EXERCISE DESCRIPTION:
Look through the lines below; wherever the word "else" appears, copy that line.

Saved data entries

+--

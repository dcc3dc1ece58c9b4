//! Automation relay
//!
//! Forwards transcripts to the automation webhook as `{sessionId, text}`.
//! The reply arrives later through the intake endpoint, so a 2xx here only
//! means the automation accepted the work. Failures produce an apology that
//! the caller delivers as a fallback reply.

use std::time::Duration;

use reqwest::Client;
use serde::Serialize;
use thiserror::Error;
use tracing::{debug, info};

/// Body posted to the automation webhook
#[derive(Debug, Serialize)]
#[serde(rename_all = "camelCase")]
pub struct AutomationRequest<'a> {
    pub session_id: &'a str,
    pub text: &'a str,
}

/// Why a transcript was not forwarded
#[derive(Debug, Clone, Copy, PartialEq, Eq)]
pub enum SkipReason {
    EmptyTranscript,
    NotConfigured,
}

#[derive(Debug, Clone, Copy, PartialEq, Eq)]
pub enum RelayOutcome {
    /// The automation answered 2xx
    Delivered,
    Skipped(SkipReason),
}

#[derive(Debug, Error)]
pub enum RelayError {
    #[error("Automation webhook timed out after {0:?}")]
    Timeout(Duration),

    #[error("Automation webhook returned status {0}")]
    UpstreamStatus(u16),

    #[error("Automation webhook request failed: {0}")]
    Network(String),
}

impl RelayError {
    /// Spoken acknowledgement for a transcript that could not be relayed
    pub fn apology(&self, transcript: &str) -> String {
        match self {
            Self::UpstreamStatus(_) => format!(
                "I received your message: \"{transcript}\", but I'm having trouble processing it. Please try again later."
            ),
            Self::Timeout(_) | Self::Network(_) => format!(
                "I received your message: \"{transcript}\", but I'm currently unable to connect to the AI service. Please check your internet connection or try again later."
            ),
        }
    }
}

#[derive(Debug, Clone)]
pub struct AutomationRelay {
    http: Client,
    webhook_url: Option<String>,
    timeout: Duration,
}

impl AutomationRelay {
    pub fn new(http: Client, webhook_url: Option<String>, timeout: Duration) -> Self {
        Self {
            http,
            webhook_url,
            timeout,
        }
    }

    pub fn is_configured(&self) -> bool {
        self.webhook_url.is_some()
    }

    /// Post a transcript to the webhook
    ///
    /// The request is aborted once the timeout elapses.
    pub async fn forward(&self, session_id: &str, text: &str) -> Result<RelayOutcome, RelayError> {
        if text.is_empty() {
            debug!(session_id = %session_id, "Empty transcript, nothing to relay");
            return Ok(RelayOutcome::Skipped(SkipReason::EmptyTranscript));
        }

        let Some(url) = self.webhook_url.as_deref() else {
            return Ok(RelayOutcome::Skipped(SkipReason::NotConfigured));
        };

        let request = self
            .http
            .post(url)
            .json(&AutomationRequest { session_id, text })
            .send();

        // Dropping the in-flight future on expiry cancels the request
        let response = tokio::time::timeout(self.timeout, request)
            .await
            .map_err(|_| RelayError::Timeout(self.timeout))?
            .map_err(|e| {
                if e.is_timeout() {
                    RelayError::Timeout(self.timeout)
                } else {
                    RelayError::Network(e.to_string())
                }
            })?;

        let status = response.status();
        if !status.is_success() {
            return Err(RelayError::UpstreamStatus(status.as_u16()));
        }

        info!(session_id = %session_id, status = status.as_u16(), "Transcript relayed to automation");
        Ok(RelayOutcome::Delivered)
    }
}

+--

EXERCISE OUTPUT:
        let Some(url) = self.webhook_url.as_deref() else {
                } else {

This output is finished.